I walk home in the pouring down rain. It's like something out of a movie- me, a hert broken boy walking down the street in the rain after confessing his love and being rejected. Well, I wasn't exactly rejected. I'd left before he could say anything else, but I know what was going to happen. I can picture Harry's perfect lips curving up into a sneer as he laughs at me and runs off to tell the whole school. He might even punch me for being so stupid and naive. I wouldn't put it past him to have recorded the whole thing and broadcast it to the entire student population. Anything that could make me want to never come back, he'd do.

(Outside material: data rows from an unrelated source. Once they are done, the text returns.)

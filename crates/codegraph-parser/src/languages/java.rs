// ABOUTME: Java language AST extractor for code intelligence
// ABOUTME: Extracts packages, types, methods, fields, imports, annotations and call sites

use super::extractor_utils::{
    child_by_kind, end_line, named_children, node_text, preceding_doc_comment, start_line,
};
use crate::annotations::scan_annotations;
use crate::calls::scan_calls;
use crate::ir::{FieldDecl, FileExtraction, FunctionDecl, ImportInfo, TypeDecl, TypeKind};
use codegraph_core::{Language, ParameterInfo};
use tree_sitter::{Node, Tree, TreeCursor};

/// Java AST extractor.
///
/// Extracts:
/// - package declaration (or a package derived from the source path)
/// - single and wildcard imports
/// - classes, records, interfaces, enums with their supertypes
/// - methods, constructors (named `<init>`) and fields
/// - annotations with framework tags, Javadoc summaries, call sites
///
/// Members are owned by the innermost type whose line range covers them;
/// members outside any type are dropped.
pub struct JavaExtractor;

impl JavaExtractor {
    pub fn extract(tree: &Tree, content: &str, file_path: &str) -> FileExtraction {
        let mut collector = JavaCollector::new(content, file_path);
        let mut cursor = tree.walk();
        collector.walk(&mut cursor);
        collector.finish()
    }
}

impl super::LanguageExtractor for JavaExtractor {
    fn extract(tree: &Tree, content: &str, file_path: &str) -> FileExtraction {
        JavaExtractor::extract(tree, content, file_path)
    }

    fn language() -> Language {
        Language::Java
    }
}

/// Package implied by the directory layout: the segments after
/// `src/main/java`, `src/test/java` or `src`, else `default`.
pub fn package_from_path(file_path: &str) -> String {
    let normalized = file_path.replace('\\', "/");
    let segments: Vec<&str> = normalized.split('/').filter(|s| !s.is_empty()).collect();
    let dirs = &segments[..segments.len().saturating_sub(1)];
    let markers: [&[&str]; 3] = [&["src", "main", "java"], &["src", "test", "java"], &["src"]];
    for marker in markers {
        if let Some(pos) = dirs.windows(marker.len()).position(|w| w == marker) {
            let rest = &dirs[pos + marker.len()..];
            if rest.is_empty() {
                break;
            }
            return rest.join(".");
        }
    }
    "default".to_string()
}

struct JavaCollector<'a> {
    content: &'a str,
    lines: Vec<&'a str>,
    file_path: &'a str,
    package: Option<String>,
    out: FileExtraction,
}

impl<'a> JavaCollector<'a> {
    fn new(content: &'a str, file_path: &'a str) -> Self {
        Self {
            content,
            lines: content.lines().collect(),
            file_path,
            package: None,
            out: FileExtraction::new(Language::Java, file_path, String::new()),
        }
    }

    fn walk(&mut self, cursor: &mut TreeCursor) {
        let node = cursor.node();

        match node.kind() {
            "package_declaration" => {
                if let Some(name) = child_by_kind(&node, "scoped_identifier")
                    .or_else(|| child_by_kind(&node, "identifier"))
                {
                    self.package = Some(self.text(&name));
                }
                return;
            }
            "import_declaration" => {
                self.visit_import(&node);
                return;
            }
            "class_declaration" | "record_declaration" => self.visit_type(&node, TypeKind::Class),
            "interface_declaration" => self.visit_type(&node, TypeKind::Interface),
            "enum_declaration" => self.visit_type(&node, TypeKind::Enum),
            "method_declaration"
            | "constructor_declaration"
            | "compact_constructor_declaration" => {
                self.visit_method(&node);
                return;
            }
            "field_declaration" | "constant_declaration" => {
                self.visit_field(&node);
                return;
            }
            _ => {}
        }

        // Recursively walk children
        if cursor.goto_first_child() {
            loop {
                self.walk(cursor);
                if !cursor.goto_next_sibling() {
                    break;
                }
            }
            cursor.goto_parent();
        }
    }

    fn visit_import(&mut self, node: &Node) {
        let Some(path) = child_by_kind(node, "scoped_identifier")
            .or_else(|| child_by_kind(node, "identifier"))
            .map(|n| self.text(&n))
        else {
            return;
        };
        let is_wildcard = child_by_kind(node, "asterisk").is_some();
        let items = if is_wildcard {
            Vec::new()
        } else {
            path.rsplit('.').next().map(|s| vec![s.to_string()]).unwrap_or_default()
        };
        self.out.imports.push(ImportInfo {
            module: path,
            items,
            alias: None,
            is_wildcard,
            line: start_line(node),
        });
    }

    fn visit_type(&mut self, node: &Node, kind: TypeKind) {
        let Some(name_node) = node.child_by_field_name("name") else {
            return;
        };
        let name = self.text(&name_node);
        let mut decl = TypeDecl::new(name.clone(), kind, start_line(node), end_line(node));
        decl.modifiers = self.modifiers(node);
        decl.annotations =
            scan_annotations(&self.lines, start_line(&name_node), &name, Language::Java);
        decl.description = preceding_doc_comment(node, self.content);

        if let Some(superclass) = node.child_by_field_name("superclass") {
            decl.extends.extend(
                named_children(&superclass)
                    .iter()
                    .map(|t| self.text(t)),
            );
        }
        if let Some(extends) = child_by_kind(node, "extends_interfaces") {
            decl.extends.extend(self.type_list(&extends));
        }
        if let Some(interfaces) = node.child_by_field_name("interfaces") {
            decl.implements.extend(self.type_list(&interfaces));
        }
        self.out.push_type(decl);
    }

    fn visit_method(&mut self, node: &Node) {
        let Some(name_node) = node.child_by_field_name("name") else {
            return;
        };
        let source_name = self.text(&name_node);
        let is_constructor = node.kind() != "method_declaration";
        let name = if is_constructor { "<init>".to_string() } else { source_name.clone() };

        let mut decl = FunctionDecl::new(name, start_line(node), end_line(node));
        decl.is_constructor = is_constructor;
        decl.modifiers = self.modifiers(node);
        decl.annotations =
            scan_annotations(&self.lines, start_line(&name_node), &source_name, Language::Java);
        decl.description = preceding_doc_comment(node, self.content);
        if !is_constructor {
            decl.return_type = node.child_by_field_name("type").map(|t| self.text(&t));
        }
        if let Some(params) = node.child_by_field_name("parameters") {
            decl.parameters = self.parameters(&params);
        }
        if let Some(body) = node.child_by_field_name("body") {
            decl.calls = scan_calls(
                node_text(&body, self.content),
                start_line(&body),
                &source_name,
                Language::Java,
            );
        }
        self.out.functions.push(decl);
    }

    fn visit_field(&mut self, node: &Node) {
        let type_name = node.child_by_field_name("type").map(|t| self.text(&t));
        let modifiers = self.modifiers(node);
        let mut cursor = node.walk();
        for declarator in node.children_by_field_name("declarator", &mut cursor) {
            let Some(name_node) = declarator.child_by_field_name("name") else {
                continue;
            };
            let name = self.text(&name_node);
            let mut field = FieldDecl::new(name.clone(), start_line(node), end_line(node));
            field.type_name = type_name.clone();
            field.modifiers = modifiers.clone();
            field.annotations =
                scan_annotations(&self.lines, start_line(&name_node), &name, Language::Java);
            self.out.fields.push(field);
        }
    }

    fn parameters(&self, params: &Node) -> Vec<ParameterInfo> {
        let mut result = Vec::new();
        for param in named_children(params) {
            match param.kind() {
                "formal_parameter" => {
                    if let Some(name) = param.child_by_field_name("name") {
                        result.push(ParameterInfo {
                            name: self.text(&name),
                            type_name: param.child_by_field_name("type").map(|t| self.text(&t)),
                            description: None,
                        });
                    }
                }
                "spread_parameter" => {
                    let children = named_children(&param);
                    let type_name = children
                        .iter()
                        .find(|c| c.kind() != "modifiers" && c.kind() != "variable_declarator")
                        .map(|t| format!("{}...", self.text(t)));
                    let name = child_by_kind(&param, "variable_declarator")
                        .and_then(|d| d.child_by_field_name("name"))
                        .map(|n| self.text(&n));
                    if let Some(name) = name {
                        result.push(ParameterInfo {
                            name,
                            type_name,
                            description: None,
                        });
                    }
                }
                _ => {}
            }
        }
        result
    }

    /// Keyword modifiers only; annotations are handled by the annotation scanner.
    fn modifiers(&self, node: &Node) -> Vec<String> {
        let Some(modifiers) = child_by_kind(node, "modifiers") else {
            return Vec::new();
        };
        let mut cursor = modifiers.walk();
        modifiers
            .children(&mut cursor)
            .filter(|c| !c.kind().ends_with("annotation"))
            .map(|c| self.text(&c))
            .collect()
    }

    fn type_list(&self, node: &Node) -> Vec<String> {
        match child_by_kind(node, "type_list") {
            Some(list) => named_children(&list).iter().map(|t| self.text(t)).collect(),
            None => Vec::new(),
        }
    }

    fn finish(mut self) -> FileExtraction {
        self.out.namespace = self
            .package
            .take()
            .unwrap_or_else(|| package_from_path(self.file_path));

        let spans: Vec<(String, u32, u32)> = self
            .out
            .types()
            .map(|t| (t.name.clone(), t.start_line, t.end_line))
            .collect();
        let innermost = |line: u32| -> Option<String> {
            spans
                .iter()
                .filter(|(_, start, end)| *start <= line && line <= *end)
                .min_by_key(|(_, start, end)| end - start)
                .map(|(name, _, _)| name.clone())
        };

        let functions = std::mem::take(&mut self.out.functions);
        self.out.functions = functions
            .into_iter()
            .filter_map(|mut f| {
                f.owner = Some(innermost(f.start_line)?);
                Some(f)
            })
            .collect();
        let fields = std::mem::take(&mut self.out.fields);
        self.out.fields = fields
            .into_iter()
            .filter_map(|mut f| {
                f.owner = Some(innermost(f.start_line)?);
                Some(f)
            })
            .collect();
        self.out
    }

    fn text(&self, node: &Node) -> String {
        node_text(node, self.content).to_string()
    }
}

Harry’s Range Rover passes by me when I’m about halfway home but I ignore it and move to the other side of the street, away from his gaze. I can feel him staring at me through the glass; I can feel his green eyes locked on my face. I can't bring myself to turn in his direction and see his expression, but I can imagine what it looks like. His green eyes are hard and ice cold, his hands gripping the wheel of his car so tight his knuckles are white. He's disgusted with me, and no doubt himself. How could he ever have been friends with a queer like me, right? How could he ever have hugged me, laughd with me, been near me, played video games with me or even gotten un dressed in front of me to change clothes? All these years I was probably watching him with hawk-like eyes like a bug under a magnifying glass. In reality, I didn't start liking him until I turned 14.

After all these years of keeping that pent up inside me, I finally let it all out. I finally admitted, to myself and to Harry, that I was gay. And in love with him. Harry usually picks on me for being gay, simply because I haven’t dated anyone since freshman year. He really was right.

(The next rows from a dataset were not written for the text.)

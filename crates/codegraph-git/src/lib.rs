//! Remote repository acquisition for CodeGraph: URL parsing, credential
//! resolution, a TTL clone cache, and clone/validate/cleanup on libgit2.

pub mod auth;
pub mod cache;
pub mod errors;
pub mod manager;
pub mod url;

pub use auth::{
    AuthMethod, AuthValidation, Credentials, GitAuthConfig, GitAuthManager, ResolvedAuth,
};
pub use cache::{cache_key, CacheEntry, CacheOptions, CacheStats, GitCacheManager};
pub use errors::{GitError, GitErrorCode, Result};
pub use manager::{
    CloneOptions, CloneProgress, CloneStage, ClonedRepository, GitRepositoryManager,
    ProgressCallback, RepositoryInfo,
};
pub use url::{build_clone_url, is_git_url, validate_url, GitProtocol, GitProvider, ParsedGitUrl};
use crate::{relationship_id, Attributes, RelationshipType};
use serde::{Deserialize, Serialize};

#[derive(Debug, Clone, PartialEq, Serialize, Deserialize)]
pub struct CodeEdge {
    pub id: String,
    pub project_id: String,
    #[serde(rename = "type")]
    pub rel_type: RelationshipType,
    pub source: String,
    pub target: String,
    #[serde(default)]
    pub attributes: Attributes,
}

impl CodeEdge {
    pub fn new(
        project_id: impl Into<String>,
        rel_type: RelationshipType,
        source: impl Into<String>,
        target: impl Into<String>,
    ) -> Self {
        let source = source.into();
        let target = target.into();
        Self {
            id: relationship_id(&source, rel_type, &target),
            project_id: project_id.into(),
            rel_type,
            source,
            target,
            attributes: Attributes::new(),
        }
    }

    pub fn with_attribute(mut self, key: &str, value: impl Into<serde_json::Value>) -> Self {
        self.attributes.insert(key.to_string(), value.into());
        self
    }

    pub fn touches(&self, node_id: &str) -> bool {
        self.source == node_id || self.target == node_id
    }
}

/// Partial edge update. The id is derived from `source`, `type` and `target`,
/// so only attributes may change; a request naming any other field is rejected.
#[derive(Debug, Clone, Default, PartialEq, Serialize, Deserialize)]
#[serde(deny_unknown_fields)]
pub struct EdgeUpdate {
    #[serde(default, skip_serializing_if = "Option::is_none")]
    pub attributes: Option<Attributes>,
}

impl EdgeUpdate {
    pub fn attributes(attributes: Attributes) -> Self {
        Self {
            attributes: Some(attributes),
        }
    }

    pub fn is_empty(&self) -> bool {
        self.attributes.is_none()
    }

    pub fn apply(self, edge: &mut CodeEdge) {
        if let Some(attributes) = self.attributes {
            edge.attributes.extend(attributes);
        }
    }
}

#[cfg(test)]
mod tests {
    use super::*;

    #[test]
    fn id_follows_source_type_target() {
        let edge = CodeEdge::new("p", RelationshipType::Extends, "a.Leaf", "a.Base");
        assert_eq!(edge.id, "a.Leaf_extends_a.Base");
    }

    #[test]
    fn update_cannot_retype_an_edge() {
        let retype = serde_json::json!({ "type": "calls" });
        assert!(serde_json::from_value::<EdgeUpdate>(retype).is_err());

        let mut edge = CodeEdge::new("p", RelationshipType::Calls, "a.run", "a.save");
        let update: EdgeUpdate =
            serde_json::from_value(serde_json::json!({ "attributes": { "line": 4 } })).unwrap();
        update.apply(&mut edge);
        assert_eq!(edge.rel_type, RelationshipType::Calls);
        assert_eq!(edge.id, "a.run_calls_a.save");
        assert_eq!(edge.attributes["line"], 4);
    }
}
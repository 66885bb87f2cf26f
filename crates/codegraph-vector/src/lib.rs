//! Embedding providers and semantic search over the code graph.

pub mod error;
pub mod ollama_provider;
pub mod openai_provider;
pub mod providers;
pub mod search;
pub mod service;

pub use error::{Result, VectorError};
pub use ollama_provider::{OllamaConfig, OllamaEmbeddingProvider};
pub use openai_provider::{OpenAiConfig, OpenAiEmbeddingProvider};
pub use providers::{create_provider, model_dimensions, truncate_text, EmbeddingProvider};
pub use search::{
    cosine_similarity, EmbeddingUpdateStats, HybridSearchOptions, SemanticSearchManager,
    SemanticSearchParams, SemanticSearchResult, VectorIndexConfig,
};
pub use service::EmbeddingService;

To be honest, I didn’t really like the girl I’d dated either. Well, obviously I didn’t she wasn’t my type. But she did have curly brown hair, green eyes and a sweet smile. She was the girl version of Harry. But no matter how hard I tried I always found myself falling more and more in love with the male one.

I walk back across the street to the side that my house is on. Of course, I have to walk right past Harry’s house to get to mine. I look up and see him staring at me out of his bedroom window. His face is emotionless and the moment he sees me staring at him he disappears from sight.

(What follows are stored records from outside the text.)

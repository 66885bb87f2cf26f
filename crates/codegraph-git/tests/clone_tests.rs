use codegraph_core::GitSettings;
use codegraph_git::{
    CloneOptions, CloneProgress, CloneStage, GitErrorCode, GitRepositoryManager,
};
use git2::{Repository, RepositoryInitOptions, Signature};
use parking_lot::Mutex;
use std::fs;
use std::path::{Path, PathBuf};
use std::sync::Arc;
use tempfile::{tempdir, TempDir};

fn write_file<P: AsRef<Path>>(p: P, content: &str) {
    fs::create_dir_all(p.as_ref().parent().unwrap()).unwrap();
    fs::write(p, content).unwrap();
}

/// Creates `<root>/acme/widgets` with one commit on `main`.
fn origin_repo(root: &Path) -> PathBuf {
    let path = root.join("acme").join("widgets");
    let mut opts = RepositoryInitOptions::new();
    opts.initial_head("main");
    let repo = Repository::init_opts(&path, &opts).unwrap();

    write_file(path.join("src/app/Service.java"), "package app;\npublic class Service {}\n");
    let sig = Signature::now("Tester", "tester@example.com").unwrap();
    let mut index = repo.index().unwrap();
    index.add_path(Path::new("src/app/Service.java")).unwrap();
    let tree_id = index.write_tree().unwrap();
    let tree = repo.find_tree(tree_id).unwrap();
    repo.commit(Some("HEAD"), &sig, &sig, "init", &tree, &[]).unwrap();
    path
}

fn file_url(path: &Path) -> String {
    format!("file://{}", path.display())
}

fn manager(root: &Path) -> GitRepositoryManager {
    let settings = GitSettings {
        cache_dir: root.join("cache"),
        ..Default::default()
    };
    GitRepositoryManager::new(&settings)
}

fn fixture() -> (TempDir, PathBuf, GitRepositoryManager) {
    let dir = tempdir().unwrap();
    let origin = origin_repo(dir.path());
    let manager = manager(dir.path());
    (dir, origin, manager)
}

#[tokio::test]
async fn clone_without_cache_returns_temp_checkout() {
    let (_dir, origin, manager) = fixture();
    let options = CloneOptions {
        use_cache: false,
        ..Default::default()
    };
    let cloned = manager.clone_repository(&file_url(&origin), options).await.unwrap();

    assert!(!cloned.from_cache);
    assert_eq!(cloned.branch, "main");
    assert_eq!(cloned.temp_dir.as_deref(), Some(cloned.path.as_path()));
    assert!(cloned.path.join("src/app/Service.java").is_file());
    assert_eq!(cloned.last_commit.as_ref().map(String::len), Some(40));
    assert!(cloned
        .path
        .file_name()
        .unwrap()
        .to_string_lossy()
        .starts_with("codegraph-git-"));

    assert!(manager.cleanup(&cloned.path).await);
    assert!(!cloned.path.exists());
}

#[tokio::test]
async fn second_clone_is_served_from_cache() {
    let (_dir, origin, manager) = fixture();
    let url = file_url(&origin);

    let first = manager.clone_repository(&url, CloneOptions::default()).await.unwrap();
    assert!(!first.from_cache);
    assert!(first.temp_dir.is_none());
    assert!(manager.cache().contains_path(&first.path));

    let second = manager.clone_repository(&url, CloneOptions::default()).await.unwrap();
    assert!(second.from_cache);
    assert_eq!(second.path, first.path);
    assert_eq!(second.last_commit, first.last_commit);

    let stats = manager.cache_stats().await.unwrap();
    assert_eq!(stats.entries, 1);
    assert!(stats.total_size_bytes > 0);

    // Cached copies are never removed by cleanup.
    assert!(!manager.cleanup(&second.path).await);
    assert!(second.path.exists());

    manager.clear_cache().await.unwrap();
    assert_eq!(manager.cache_stats().await.unwrap().entries, 0);
}

#[tokio::test]
async fn force_refresh_bypasses_cache() {
    let (_dir, origin, manager) = fixture();
    let url = file_url(&origin);
    manager.clone_repository(&url, CloneOptions::default()).await.unwrap();

    let refreshed = manager
        .clone_repository(
            &url,
            CloneOptions {
                force_refresh: true,
                ..Default::default()
            },
        )
        .await
        .unwrap();
    assert!(!refreshed.from_cache);
    assert_eq!(manager.cache_stats().await.unwrap().entries, 1);
}

#[tokio::test]
async fn progress_runs_through_stages() {
    let (_dir, origin, manager) = fixture();
    let stages: Arc<Mutex<Vec<CloneStage>>> = Arc::new(Mutex::new(Vec::new()));
    let sink = Arc::clone(&stages);
    let options = CloneOptions {
        use_cache: false,
        progress: Some(Arc::new(move |p: &CloneProgress| sink.lock().push(p.stage))),
        ..Default::default()
    };

    let cloned = manager.clone_repository(&file_url(&origin), options).await.unwrap();
    manager.cleanup(&cloned.path).await;

    let stages = stages.lock();
    assert_eq!(stages.first(), Some(&CloneStage::Validating));
    assert_eq!(stages.last(), Some(&CloneStage::Completed));
    assert!(stages.contains(&CloneStage::Cloning));
    assert!(!stages.contains(&CloneStage::Caching));
}

#[tokio::test]
async fn failed_clone_cleans_up_and_reports_code() {
    let (dir, _origin, manager) = fixture();
    let target = dir.path().join("clone-target");
    write_file(target.join("keep.txt"), "unrelated");
    let missing = dir.path().join("acme").join("missing");
    let options = CloneOptions {
        use_cache: false,
        temp_dir: Some(target.clone()),
        ..Default::default()
    };

    let err = manager
        .clone_repository(&file_url(&missing), options)
        .await
        .unwrap_err();
    assert_eq!(err.code, GitErrorCode::CloneFailed);
    assert_eq!(err.url.as_deref(), Some(file_url(&missing).as_str()));
    assert_eq!(fs::read_to_string(target.join("keep.txt")).unwrap(), "unrelated");
    assert_eq!(fs::read_dir(&target).unwrap().count(), 1);
}

#[tokio::test]
async fn clone_into_supplied_dir_uses_fresh_child() {
    let (dir, origin, manager) = fixture();
    let parent = dir.path().join("work");
    write_file(parent.join("notes.md"), "mine");
    let options = CloneOptions {
        use_cache: false,
        temp_dir: Some(parent.clone()),
        ..Default::default()
    };

    let cloned = manager.clone_repository(&file_url(&origin), options).await.unwrap();
    assert_eq!(cloned.path.parent(), Some(parent.as_path()));
    assert!(cloned.path.join("src/app/Service.java").is_file());

    assert!(manager.cleanup(&cloned.path).await);
    assert!(!cloned.path.exists());
    assert_eq!(fs::read_to_string(parent.join("notes.md")).unwrap(), "mine");
}

#[tokio::test]
async fn validate_lists_remote_refs() {
    let (_dir, origin, manager) = fixture();
    let info = manager.validate_repository(&file_url(&origin), None).await.unwrap();
    assert_eq!(info.name, "widgets");
    assert_eq!(info.full_name, "acme/widgets");
    assert_eq!(info.branch, "main");
}

#[tokio::test]
async fn validate_rejects_missing_and_malformed() {
    let (dir, _origin, manager) = fixture();
    let missing = dir.path().join("acme").join("missing");
    let err = manager
        .validate_repository(&file_url(&missing), None)
        .await
        .unwrap_err();
    assert_eq!(err.code, GitErrorCode::ValidationFailed);

    let err = manager
        .validate_repository("https://github.com/only-owner", None)
        .await
        .unwrap_err();
    assert_eq!(err.code, GitErrorCode::InvalidUrl);
}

Why has he become so hard for me to read? When we were younger I could read him like an open book. He was my Hazza and I was his Nialler- we completed each other. Or so I thought.

Around the time he started pushing me away was when I realized just how deep my feelings for Harry went. I’d always felt attracted to him but when I was younger I just thought it was because we were meant to be best friends. As I got older I started to realize that I was physically attracted to him, not just mentally. I realized it that night we went to the movies for his 14th birthday. I hate horror movies but I went because he wanted to. We sat down in the theatre and I was fine- until the lights dimmed and the movie actually began to play. I was scared shitless and I gripped onto Harry for dear life, not even thinking of my actions. I had known for a while that I felt certain things for him but I didn't know how real they were until Harry put his arm around me and pulled me close. I could hear his heartbeat thumping in his chest and I'd hoped that it was because of me, but now I know it was just due to the movie.

How much of an idiot am I? I’ll answer for you- a huge one. I’m so stupid for letting the flirtatious smile and voluminous curls enchant me. I should be better than that. I’m not some silly cheerleader. I should be immune to his charms and good looks. But even when we were fourteen I knew I wanted him. I wanted him so badly sometimes it hurt (emotionally, of course).

That’s when I started writing. Music and my guitar became my life. I wrote countless songs about my feelings for him. I figured that if I wrote them down the feelings would go away because I’d gotten them out of my system. If anything they’d become magnified. My feelings being put into words only gave me more reminders of how stupid I'd been. Of how stupid I am.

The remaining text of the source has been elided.